Стихотворение «Семь чудес» открывает 12-й июньский номер «Сатирикона». Оно состоит из 10 строф и написано восьмистишьем с перекрестной женской рифмой. В стихотворении можно выделить несколько пластов содержания: реальный - лирический герой летним днем находится на прогулке в лесу; библейский - история Адама и Евы, с упоминанием также Каина; метафизический - спор лирического героя с Богом; философский - размышление о жизненных ценностях. Первая строфа - своеобразное вступление или лирический зачин (по Холшевникову) передает легкое,

радостное настроение, которым пронизано все стихотворение, и создает нужную поэту эмоциональную настроенность [Холшевников 1985, 11]. С легкой улыбкой и самоиронией рисуется как окружающий мир, так и сам образ лирического героя стихотворения - русского эмигранта, выбравшегося отдохнуть на выходной день в лес. Здесь важно и описание липы, трепещущей на солнечных лучах, и шагающего по поляне «вдумчивого» дрозда, и «летящего козлом вдоль аллеи» пса. Это не зависимый от человека мир природы, где каждый умеет наслаждаться моментом и находить радость в простых вещах. Внутри этого мира находится созерцающий и осознающий его гармонию лирический герой, который чувствует себя сопричастным общему удовольствию и наслаждению, но относится к себе с иронией:

И липы, и дрозд, и жук на ладони, И пес, летящий козлом вдоль аллеи, И я - в подтяжках на липовом фоне [Черный 2007, II, 246].

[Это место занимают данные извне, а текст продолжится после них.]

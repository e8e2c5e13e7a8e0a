//! Builder del grafo a partir de una secuencia anidada de steps.
//!
//! Semántica:
//!   `flow![a, b, c]`        ≡  a → b → c
//!   `flow![a, [b1, b2], c]` ≡  a → b1 → b2  y  a → c
//! (las ramas anidadas comparten el predecesor que precede a la lista).
//!
//! El algoritmo recorre la secuencia externa de izquierda a derecha
//! manteniendo `cur_step`: una lista anidada construye su subgrafo y
//! engancha la cabeza como outlet adicional de `cur_step` sin avanzarlo;
//! un step se engancha y pasa a ser `cur_step`. La cabeza de la secuencia
//! externa es el punto de entrada del flujo.
use std::sync::Arc;

use crate::errors::{FlowError, FlowResult};
use crate::step::base::Step;

/// Nodo de la secuencia anidada: un step o una rama.
pub enum FlowTree {
    Node(Arc<dyn Step>),
    Branch(Vec<FlowTree>),
}

impl<S: Step> From<S> for FlowTree {
    fn from(step: S) -> Self {
        FlowTree::Node(Arc::new(step))
    }
}

impl<S: Step> From<Arc<S>> for FlowTree {
    fn from(step: Arc<S>) -> Self {
        FlowTree::Node(step)
    }
}

impl From<Arc<dyn Step>> for FlowTree {
    fn from(step: Arc<dyn Step>) -> Self {
        FlowTree::Node(step)
    }
}

/// Construye el grafo y devuelve la cabeza de la secuencia externa.
/// Una secuencia vacía es un error de construcción, igual que encadenar
/// más allá de un step terminal.
pub fn build_flow(steps: Vec<FlowTree>) -> FlowResult<Arc<dyn Step>> {
    let mut iter = steps.into_iter();
    let head = match iter.next() {
        None => return Err(FlowError::EmptyFlow),
        Some(FlowTree::Node(step)) => step,
        Some(FlowTree::Branch(_)) => {
            return Err(FlowError::Internal("a flow branch requires a predecessor step".into()))
        }
    };
    let mut cur_step = Arc::clone(&head);
    for node in iter {
        match node {
            FlowTree::Node(step) => {
                cur_step.link(Arc::clone(&step))?;
                cur_step = step;
            }
            FlowTree::Branch(branch) => {
                let branch_head = build_flow(branch)?;
                cur_step.link(branch_head)?;
            }
        }
    }
    Ok(head)
}

/// Arma el `Vec<FlowTree>` de `build_flow` con la sintaxis de lista
/// anidada: `flow![a, [b1, b2], c]`.
#[macro_export]
macro_rules! flow {
    ( $($rest:tt)* ) => {{
        let mut nodes: ::std::vec::Vec<$crate::engine::builder::FlowTree> = ::std::vec::Vec::new();
        $crate::flow_nodes!(nodes; $($rest)*);
        nodes
    }};
}

#[macro_export]
#[doc(hidden)]
macro_rules! flow_nodes {
    ($acc:ident; ) => {};
    ($acc:ident; [ $($branch:tt)* ] $(, $($rest:tt)*)? ) => {
        $acc.push($crate::engine::builder::FlowTree::Branch($crate::flow![ $($branch)* ]));
        $( $crate::flow_nodes!($acc; $($rest)*); )?
    };
    ($acc:ident; $step:expr $(, $($rest:tt)*)? ) => {
        $acc.push($crate::engine::builder::FlowTree::from($step));
        $( $crate::flow_nodes!($acc; $($rest)*); )?
    };
}
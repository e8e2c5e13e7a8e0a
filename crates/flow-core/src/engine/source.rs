//! Fuente en proceso y controller de cara al caller.
//!
//! La fuente drena una cola interna acotada hacia sus outlets; el
//! `FlowController` expone emisión, pedido de terminación y espera del
//! resultado de terminación. Ante un error de propagación, el evento que
//! falló ve su awaitable asentado con el error, el drenado se corta y los
//! emits posteriores fallan con `Terminated`.
use std::sync::{Arc, Mutex};

use async_trait::async_trait;
use serde_json::Value;
use tokio::sync::{mpsc, oneshot};
use tracing::debug;

use crate::errors::{FlowError, FlowResult};
use crate::event::{AwaitableResult, AwaitableSlot, Event, Message};
use crate::model::Context;
use crate::step::base::{Step, StepCore, TerminationCombiner, TerminationResult};

pub const DEFAULT_SOURCE_CAPACITY: usize = 8;

/// Step cabeza del grafo con cola interna acotada.
pub struct Source {
    core: StepCore,
    tx: mpsc::Sender<Message>,
    inbox: Mutex<Option<mpsc::Receiver<Message>>>,
}

impl Source {
    pub fn new(capacity: usize) -> Self {
        let (tx, rx) = mpsc::channel(capacity.max(1));
        Self { core: StepCore::new("Source"),
               tx,
               inbox: Mutex::new(Some(rx)) }
    }

    pub fn with_name(mut self, name: impl Into<String>) -> Self {
        self.core.set_name(name);
        self
    }

    pub fn with_context(mut self, context: Arc<Context>) -> Self {
        self.core.set_context(context);
        self
    }

    pub fn with_termination_combiner(mut self, combiner: TerminationCombiner) -> Self {
        self.core.set_combiner(combiner);
        self
    }

    /// Arranca el drenado de la cola en una task y devuelve el
    /// controller.
    /// Debe llamarse después de construir el grafo (outlets ya enlazados).
    pub fn start(self: &Arc<Self>) -> FlowResult<FlowController> {
        let rx = self.inbox
                     .lock()
                     .expect("source inbox lock poisoned")
                     .take()
                     .ok_or_else(|| FlowError::Internal("source already started".into()))?;
        let (done_tx, done_rx) = oneshot::channel();
        let me = Arc::clone(self);
        tokio::spawn(async move {
            let result = me.drain(rx).await;
            let _ = done_tx.send(result);
        });
        Ok(FlowController { emitter: self.tx.clone(),
                            done: Mutex::new(Some(done_rx)) })
    }

    async fn drain(&self, mut rx: mpsc::Receiver<Message>) -> FlowResult<TerminationResult> {
        while let Some(msg) = rx.recv().await {
            match msg {
                Message::Terminate => {
                    debug!(step = %self.core.name(), "termination requested");
                    return self.core.forward_termination().await;
                }
                Message::Event(event) => {
                    let slot = event.awaitable.clone();
                    if let Err(err) = self.core.forward(event).await {
                        if let Some(slot) = slot {
                            slot.settle(Err(err.clone()));
                        }
                        return Err(err);
                    }
                }
            }
        }
        // todos los emisores se soltaron sin centinela explícito
        self.core.forward_termination().await
    }
}

impl Default for Source {
    fn default() -> Self {
        Self::new(DEFAULT_SOURCE_CAPACITY)
    }
}

#[async_trait]
impl Step for Source {
    fn core(&self) -> &StepCore {
        &self.core
    }

    async fn run(self: Arc<Self>, msg: Message) -> FlowResult<TerminationResult> {
        match msg {
            Message::Terminate => self.core.forward_termination().await,
            Message::Event(event) => {
                self.core.forward(event).await?;
                Ok(None)
            }
        }
    }
}

/// Handle de cara al caller devuelto por `Source::start`.
pub struct FlowController {
    emitter: mpsc::Sender<Message>,
    done: Mutex<Option<oneshot::Receiver<FlowResult<TerminationResult>>>>,
}

impl FlowController {
    /// Emite un body como evento nuevo. Bloquea cooperativamente cuando
    /// la cola de la fuente está llena.
    pub async fn emit(&self, body: Value) -> FlowResult<()> {
        self.emit_event(Event::new(body)).await
    }

    pub async fn emit_event(&self, event: Event) -> FlowResult<()> {
        self.emitter
            .send(Message::Event(event))
            .await
            .map_err(|_| FlowError::Terminated)
    }

    /// Emite pidiendo un handle de finalización que asentará un step
    /// `Complete` (o el controller con error en terminación anormal).
    pub async fn emit_awaitable(&self, mut event: Event) -> FlowResult<AwaitableResult> {
        let (slot, result) = AwaitableSlot::new();
        event.awaitable = Some(slot);
        self.emit_event(event).await?;
        Ok(result)
    }

    /// Empuja el centinela de terminación en la cabeza del grafo.
    pub async fn terminate(&self) -> FlowResult<()> {
        self.emitter
            .send(Message::Terminate)
            .await
            .map_err(|_| FlowError::Terminated)
    }

    /// Espera a que el centinela recorra el grafo completo y devuelve el
    /// resultado de terminación plegado (típicamente el acumulador del
    /// `Reduce`, si lo hay). Se puede esperar una sola vez.
    pub async fn await_termination(&self) -> FlowResult<TerminationResult> {
        let done = self.done
                       .lock()
                       .expect("controller done lock poisoned")
                       .take()
                       .ok_or_else(|| FlowError::Internal("termination already awaited".into()))?;
        done.await
            .map_err(|_| FlowError::Internal("flow task dropped before termination".into()))?
    }
}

От осознания своей сопричастности в эти минуты природной гармонии и оторванности от нее в повседневной жизни возникают вопросы. Вторая строфа переводит летнюю зарисовку в метафизический диалог с Богом, правда, односторонний, вопросы звучат изначально риторические, и они не предполагают ответа: «Зачем ты к такому простому раю / Закрыл для нас навсегда дорогу?» [Черный 2007, II, 246]. Увы, человек, лишенный рая, в современном мире лишен и радости, он погружен на земле в повседневные хлопоты и жизненные проблемы: «И должен, потея в квартирной клетке, / Насущный хлеб жевать с колбасою?» [Черный 2007, II, 246].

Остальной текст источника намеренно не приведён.